(Photo credit: The Guardian.com, 2013)
Tyson gay (Left) and Asafa Powell (Right) both test positive for banned stimulant only adding to the ever growing list of drug cheats in the world of sprinting
Former 100 metre record holder Asafa Powell has been handed an 18-month ban for failing a drugs test at last year’s national championships. The suspension has been backdated and will end on 20th December 2014. As the once Jamaican golden boy ages and his performances drop one has to question whether it was simply a matter of time before something of this nature was to happen.
The 31 year old sprinter isn’t another in the sport’s long and dark love affair with steroids in fact the drug Powell has been reprimanded for is the banned stimulant Oxilofrine. For those of you that have no clue as to what Oxilofrine, or Methylsynephrine, is (I don’t blame you I’d never heard of it either) the drug commonly used to treat low blood pressure. You may be asking what does this have to do with sprinting and why is this bad? Well an effect of this drug is a spike in the production of adrenaline. With an increased level of adrenaline comes more exercise endurance, level of concentration, better blood flow and a higher level of alertness. Now you can see why this would benefit an athlete, with more exercise endurance it is possible to push the body harder mix this with more oxygen flowing to the muscles from an increase in blood flow meaning higher muscle efficiency and finally add this with more alertness meaning faster reactions to a start gun, for example, and you can see how the stimulant can give a person the upper hand and is rightly banned.
Powell is not the only sprinter as of late to be banned for the use of Oxilofrine, fellow country women Sherone Simpson, a silver medallist in the 100 metre and 4×100 metre’s at the 2012 London Olympics has also recently received a ban for the drug. More than this the drug appears to be being used in other countries also, Tyson Gay the second fastest man in history with a 100 metre record of 9.69 seconds, second only to the living legend Usain Bolt’s 9.58 second race that appears to have bent the laws of physics and what a human being is capable of.

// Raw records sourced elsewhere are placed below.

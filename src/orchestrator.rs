use tracing::{error, info};

use crate::error::{DeployError, Result};
use crate::normalize::DeploymentUnit;
use crate::provider::{ContextSnapshot, DeploymentRecord, DeploymentStatus, ProvisioningApi};
use crate::provision::{self, ProvisionOutcome};
use crate::retry::{self, RetryingExecutor, Sleeper};
use crate::verify;

/// Status reported for a dry-run unit whose resource group does not exist.
pub const NOT_PREVIEWED: &str = "NotPreviewed";

#[derive(Debug, Clone, PartialEq, Eq)]
pub struct UnitSuccess {
    pub provisioned: ProvisionOutcome,
    pub record: DeploymentRecord,
    pub attempts: u32,
    pub verified: bool,
}

/// Runs the fixed pipeline for one unit: local checks, account switch,
/// resource group, template apply with retries, then verification (skipped
/// for dry runs).
pub struct UnitOrchestrator<'a> {
    api: &'a dyn ProvisioningApi,
    sleeper: &'a dyn Sleeper,
    dry_run: bool,
}

impl<'a> UnitOrchestrator<'a> {
    pub fn new(api: &'a dyn ProvisioningApi, sleeper: &'a dyn Sleeper, dry_run: bool) -> Self {
        Self {
            api,
            sleeper,
            dry_run,
        }
    }

    /// `active` is the account context currently in effect for the calling
    /// worker; it is updated when the unit switches accounts.
    ///
    /// Errors are logged with the unit name and returned unchanged.
    pub fn run(&self, unit: &DeploymentUnit, active: &mut ContextSnapshot) -> Result<UnitSuccess> {
        info!(
            unit = %unit.name,
            resource_group = %unit.resource_group.name,
            dry_run = self.dry_run,
            "deployment started"
        );

        self.run_stages(unit, active).inspect_err(|err| {
            error!(unit = %unit.name, error = %err, "deployment failed");
        })
    }

    fn run_stages(
        &self,
        unit: &DeploymentUnit,
        active: &mut ContextSnapshot,
    ) -> Result<UnitSuccess> {
        let merged = retry::prepare(unit)?;

        if let Some(account) = unit.subscription_id.as_deref() {
            if active.account_id.as_deref() != Some(account) {
                info!(unit = %unit.name, account, "switching account context");
                self.api
                    .switch_account(account)
                    .map_err(DeployError::provisioning)?;
                active.account_id = Some(account.to_string());
            }
        }

        let provisioned = provision::ensure_resource_group(self.api, unit, self.dry_run)?;

        // A what-if against a group that does not exist yet is rejected by
        // the provider; nothing more can be previewed.
        if provisioned == ProvisionOutcome::WouldCreate {
            info!(
                unit = %unit.name,
                resource_group = %unit.resource_group.name,
                "dry-run: resource group absent; template preview skipped"
            );
            return Ok(UnitSuccess {
                provisioned,
                record: DeploymentRecord {
                    name: unit.name.clone(),
                    status: DeploymentStatus::Other(NOT_PREVIEWED.to_string()),
                },
                attempts: 0,
                verified: false,
            });
        }

        let outcome =
            RetryingExecutor::new(self.api, self.sleeper).execute(unit, &merged, self.dry_run)?;

        let verified = if self.dry_run {
            false
        } else {
            verify::verify_deployment(self.api, unit)?;
            true
        };

        info!(unit = %unit.name, attempts = outcome.attempts, "deployment finished");
        Ok(UnitSuccess {
            provisioned,
            record: outcome.record,
            attempts: outcome.attempts,
            verified,
        })
    }
}
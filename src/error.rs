use std::path::PathBuf;

use thiserror::Error;

/// Errors raised while loading, validating and executing a deployment spec.
///
/// Only [`DeployError::Provisioning`] is retried (by the executor in
/// [`crate::retry`]); every other variant is fatal for the unit that raised it.
#[derive(Debug, Error)]
pub enum DeployError {
    #[error("spec schema error: {0}")]
    Schema(String),

    #[error("file not found: '{}'", .0.display())]
    FileNotFound(PathBuf),

    #[error("malformed file '{}': {reason}", path.display())]
    Format { path: PathBuf, reason: String },

    #[error("unsupported checksum algorithm '{0}' (supported: sha256)")]
    UnsupportedAlgorithm(String),

    #[error("checksum mismatch for '{}': expected {expected}, actual {actual}", path.display())]
    ChecksumMismatch {
        path: PathBuf,
        expected: String,
        actual: String,
    },

    #[error("invalid resource group name '{name}': {reason}")]
    InvalidName { name: String, reason: String },

    #[error("provisioning call failed: {0}")]
    Provisioning(String),

    #[error("deployment '{unit}' failed after {attempts} attempt(s): {last_error}")]
    DeploymentExhausted {
        unit: String,
        attempts: u32,
        last_error: String,
    },

    #[error("post-deployment verification failed for '{unit}': {reason}")]
    VerificationFailed { unit: String, reason: String },

    #[error("batch failed; failed deployment unit(s): {}", .units.join(", "))]
    BatchFailed { units: Vec<String> },

    #[error("invalid configuration: {0}")]
    Config(String),

    #[error("worker pool failure: {0}")]
    Pool(String),

    #[error("I/O error: {0}")]
    Io(#[from] std::io::Error),
}

impl DeployError {
    /// Wrap an error returned by the provisioning API, keeping its cause chain.
    pub fn provisioning(err: anyhow::Error) -> Self {
        DeployError::Provisioning(format!("{err:#}"))
    }
}

pub type Result<T> = std::result::Result<T, DeployError>;
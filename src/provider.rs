use anyhow::Result;
use std::collections::BTreeMap;
use std::fmt;
use std::path::Path;

use crate::normalize::DeploymentMode;
use crate::parameters::ParameterMap;

/// The cloud provisioning API the orchestrator drives.
///
/// Implementations are shared across worker threads, so every method takes
/// `&self`. Failures are opaque to the orchestrator: `apply_template` errors
/// are retried, everything else is fatal for the unit.
pub trait ProvisioningApi: Send + Sync {
    fn is_authenticated(&self) -> Result<bool>;

    fn authenticate(&self) -> Result<()>;

    /// Look up a resource group; `Ok(None)` when it does not exist.
    fn resource_group(&self, name: &str) -> Result<Option<ResourceGroupInfo>>;

    fn create_resource_group(
        &self,
        name: &str,
        location: &str,
        tags: &BTreeMap<String, String>,
    ) -> Result<ResourceGroupInfo>;

    fn apply_template(&self, request: &ApplyRequest<'_>) -> Result<DeploymentRecord>;

    /// Status of a named deployment; `Ok(None)` when no record exists.
    fn deployment_status(
        &self,
        resource_group: &str,
        deployment: &str,
    ) -> Result<Option<DeploymentStatus>>;

    fn switch_account(&self, account_id: &str) -> Result<()>;

    fn capture_context(&self) -> Result<ContextSnapshot>;

    fn restore_context(&self, snapshot: &ContextSnapshot) -> Result<()>;

    /// Drop any context held for the calling thread once its unit is done.
    fn release_context(&self) -> Result<()> {
        Ok(())
    }
}

#[derive(Debug, Clone, PartialEq, Eq)]
pub struct ResourceGroupInfo {
    pub name: String,
    pub location: String,
    pub tags: BTreeMap<String, String>,
}

/// How parameters reach the provider for one apply call.
#[derive(Debug, Clone, Copy, PartialEq)]
pub enum ParameterSource<'a> {
    Inline(&'a ParameterMap),
    File(&'a Path),
    None,
}

#[derive(Debug, Clone, Copy, PartialEq)]
pub struct ApplyRequest<'a> {
    pub deployment_name: &'a str,
    pub resource_group: &'a str,
    pub template_file: &'a Path,
    pub mode: DeploymentMode,
    pub parameters: ParameterSource<'a>,
    pub dry_run: bool,
}

#[derive(Debug, Clone, PartialEq, Eq)]
pub struct DeploymentRecord {
    pub name: String,
    pub status: DeploymentStatus,
}

#[derive(Debug, Clone, PartialEq, Eq)]
pub enum DeploymentStatus {
    Succeeded,
    Failed,
    Canceled,
    Running,
    Other(String),
}

impl DeploymentStatus {
    /// Parse a provider state string (`provisioningState`), case-insensitively.
    pub fn parse(raw: &str) -> Self {
        match raw.trim().to_ascii_lowercase().as_str() {
            "succeeded" => DeploymentStatus::Succeeded,
            "failed" => DeploymentStatus::Failed,
            "canceled" | "cancelled" => DeploymentStatus::Canceled,
            "running" | "accepted" | "deploying" => DeploymentStatus::Running,
            _ => DeploymentStatus::Other(raw.trim().to_string()),
        }
    }

    pub fn is_success(&self) -> bool {
        matches!(self, DeploymentStatus::Succeeded)
    }
}

impl fmt::Display for DeploymentStatus {
    fn fmt(&self, f: &mut fmt::Formatter<'_>) -> fmt::Result {
        match self {
            DeploymentStatus::Succeeded => f.write_str("Succeeded"),
            DeploymentStatus::Failed => f.write_str("Failed"),
            DeploymentStatus::Canceled => f.write_str("Canceled"),
            DeploymentStatus::Running => f.write_str("Running"),
            DeploymentStatus::Other(s) => f.write_str(s),
        }
    }
}

/// Read-only copy of the ambient account context, handed to every worker.
#[derive(Debug, Clone, Default, PartialEq, Eq)]
pub struct ContextSnapshot {
    pub account_id: Option<String>,
}

impl ContextSnapshot {
    pub fn new(account_id: Option<String>) -> Self {
        Self { account_id }
    }
}
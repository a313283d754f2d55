use std::collections::VecDeque;
use std::sync::{mpsc, Mutex};
use std::thread;

use crate::error::{DeployError, Result};

pub const MIN_WORKERS: usize = 1;
pub const MAX_WORKERS: usize = 64;

/// Fixed-size pool of scoped OS threads.
///
/// Jobs may borrow from the caller's stack; every job runs to completion on
/// one worker and `run` returns only after all workers have joined.
#[derive(Debug, Clone, Copy)]
pub struct WorkerPool {
    size: usize,
}

impl WorkerPool {
    pub fn new(size: usize) -> Result<Self> {
        if !(MIN_WORKERS..=MAX_WORKERS).contains(&size) {
            return Err(DeployError::Config(format!(
                "parallelism must be between {MIN_WORKERS} and {MAX_WORKERS} (got {size})"
            )));
        }
        Ok(Self { size })
    }

    pub fn size(&self) -> usize {
        self.size
    }

    /// Run every job and return the outputs in submission order.
    pub fn run<T, F>(&self, jobs: Vec<F>) -> Result<Vec<T>>
    where
        T: Send,
        F: FnOnce() -> T + Send,
    {
        if jobs.is_empty() {
            return Ok(Vec::new());
        }

        let expected_count = jobs.len();
        let worker_count = self.size.min(expected_count);
        let queue: Mutex<VecDeque<(usize, F)>> = Mutex::new(jobs.into_iter().enumerate().collect());
        let (tx, rx) = mpsc::channel::<(usize, T)>();

        let mut out: Vec<(usize, T)> = Vec::with_capacity(expected_count);
        let mut panicked = false;

        thread::scope(|scope| -> Result<()> {
            let mut handles = Vec::with_capacity(worker_count);
            for n in 0..worker_count {
                let queue = &queue;
                let tx = tx.clone();
                let handle = thread::Builder::new()
                    .name(format!("deploy-worker-{n}"))
                    .spawn_scoped(scope, move || loop {
                        let job = match queue.lock() {
                            Ok(mut q) => q.pop_front(),
                            Err(_) => None,
                        };
                        let Some((index, run)) = job else {
                            break;
                        };
                        let output = run();
                        if tx.send((index, output)).is_err() {
                            break;
                        }
                    })?;
                handles.push(handle);
            }
            drop(tx);

            out.extend(rx.iter());

            for h in handles {
                if h.join().is_err() {
                    panicked = true;
                }
            }
            Ok(())
        })?;

        if panicked {
            return Err(DeployError::Pool("worker thread panicked".to_string()));
        }
        if out.len() != expected_count {
            return Err(DeployError::Pool(format!(
                "output count mismatch (expected {expected_count}, got {})",
                out.len()
            )));
        }

        out.sort_by_key(|(idx, _)| *idx);
        Ok(out.into_iter().map(|(_, v)| v).collect())
    }
}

As is so often the case Powell is attempting to plead ignorance blaming his physical trainer, Canadian born, Chris Xuereb who according to Powell provided him with 9 different supplements one of which being Oxilofrine. This may be the case. Maybe Xuereb is behind the ban and Powell was unaware but as a fellow sprinter Kim Collins said to BBC on the incident “you cannot put the blame on anybody else by saying, ‘I trusted people.” Even if it was the trainer administering the drug Powell must be punished for this, the world of athletics, sprinting in particular, is rife with drug cheats smearing the profession and it would be wrong to allow a competitor the benefit of the doubt because he apparently had no idea. Powell would not be the first athlete to turn to illegal measures as he grows older and past his prime while younger models excel and after the heartache of his DNF at the 2012 100 metre Olympic final due to a pulled hamstring it wouldn’t be too surprising that the former great felt compelled to try anything to regain the form of his youth.

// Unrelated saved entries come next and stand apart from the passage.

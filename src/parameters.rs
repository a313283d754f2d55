use serde_json::Value as JsonValue;
use std::collections::BTreeMap;
use std::fs;
use std::io::ErrorKind;
use std::path::Path;

use crate::checksum;
use crate::error::{DeployError, Result};
use crate::normalize::Parameters;

/// Parameter name to value, built fresh for each deployment unit.
pub type ParameterMap = BTreeMap<String, JsonValue>;

/// The two accepted parameter file layouts.
#[derive(Debug, Clone, PartialEq)]
pub enum ParameterFile {
    /// ARM deployment parameters: `{ "parameters": { "name": { "value": ... } } }`.
    Wrapped(ParameterMap),
    /// A plain object mapping names straight to values.
    Flat(ParameterMap),
}

impl ParameterFile {
    /// Decode parameter file text: the ARM layout when it fits, else flat.
    ///
    /// The ARM layout needs a `parameters` object whose entries all carry a
    /// `value`. Any other JSON object is read as flat, so a plain parameter
    /// that happens to be named `parameters` still works.
    pub fn decode(path: &Path, text: &str) -> Result<Self> {
        let format_err = |reason: String| DeployError::Format {
            path: path.to_path_buf(),
            reason,
        };

        let value: JsonValue =
            serde_json::from_str(text).map_err(|err| format_err(err.to_string()))?;
        let JsonValue::Object(obj) = value else {
            return Err(format_err("parameter file must be a JSON object".to_string()));
        };

        if let Some(map) = decode_wrapped(&obj) {
            return Ok(ParameterFile::Wrapped(map));
        }
        Ok(ParameterFile::Flat(obj.into_iter().collect()))
    }

    pub fn into_map(self) -> ParameterMap {
        match self {
            ParameterFile::Wrapped(map) | ParameterFile::Flat(map) => map,
        }
    }
}

fn decode_wrapped(obj: &serde_json::Map<String, JsonValue>) -> Option<ParameterMap> {
    let JsonValue::Object(entries) = obj.get("parameters")? else {
        return None;
    };
    entries
        .iter()
        .map(|(name, entry)| entry.get("value").map(|v| (name.clone(), v.clone())))
        .collect()
}

/// Build the merged parameter map for one unit.
///
/// File values are loaded first (and checksum-verified when a checksum is
/// declared), then inline overrides replace same-named keys.
pub fn resolve(params: &Parameters) -> Result<ParameterMap> {
    let mut merged = ParameterMap::new();

    if let Some(path) = params.file.as_deref() {
        let text = fs::read_to_string(path).map_err(|err| match err.kind() {
            ErrorKind::NotFound => DeployError::FileNotFound(path.to_path_buf()),
            _ => DeployError::Io(err),
        })?;
        merged = ParameterFile::decode(path, &text)?.into_map();

        checksum::verify_file(path, params.checksum.as_deref())?;
    }

    for (key, value) in &params.overrides {
        merged.insert(key.clone(), value.clone());
    }

    Ok(merged)
}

Another possible reason for athletes using drugs in the sport as of late, Tyson Gay in particular, is because the simply cannot cope with the pace of the greatest sprinter to ever live Usain Bolt. We are blessed to be alive in a time in which an individual possesses so much raw talent and skill in an area, Usain Bolt truly is a once in a lifetime phenomenon. While as a spectator it is incredible to see a man destroy the world record as comfortably as he did at the World Championships 2009 in Berlin and who can forget the final in the Beijing 2008 Olympics where he broke the current world record by jogging the final 20 metres take a moment to think about his competitors and how they feel. Imagine being Tyson Gay and running that 9.69 100 metres, the best race of your career and knowing that there is a man a few metres quicker.
With this in mind and the ferociously competitive fire that burns deep in all athletes one can begin to see why competitors may turn to banned substances purely to keep up with Bolt. let it be known that in no way am I condoning the use of drugs in sport although sad on a personal level to see top class athlete’s banned I am pleased to see that Anti-Doping Agencies are picking up on such things and taking action hopefully deterring the use of it in future athletes (Unlikely) I am simply say that I can understand why some may feel the need to take these drastic measures.
Finally, many cynics constantly state that Bolt himself is on some form on performance enhancer, me I’d like to believe that he truly is the best we have ever seen. His rise to the top of the sprinting world appears to be very much organic as his have times progressively quickened at a steady rate from that of a junior to the mega star that announced himself to the general public in Beijing 2008. At no point in Bolt’s career has there been a spike is race times that would suggest some form of performance enhance, he just is that good.
Can Bolt be beaten? Yes, yes he can. Tyson Gay has beaten Bolt a few times, although unfortunately for me this is rather tarnished in light of current events even if the races were some time ago, also it has been well documented that Bolt’s training partner Yohan Blake, The Beast, has between Bolt before and in my opinion Blake will be the man to beat at the next Olympics in 2016. This being sad I predict that Bolt’s World Record will stand for a considerable amount of time as out of the current crop of World Class sprinters he is the only one with the ability to go faster.
As Bolt continues to dominant the sport do not be surprised if more top class sprinters fall foul of the temptations of doping resulting in similar fates to that of Powell and Gay.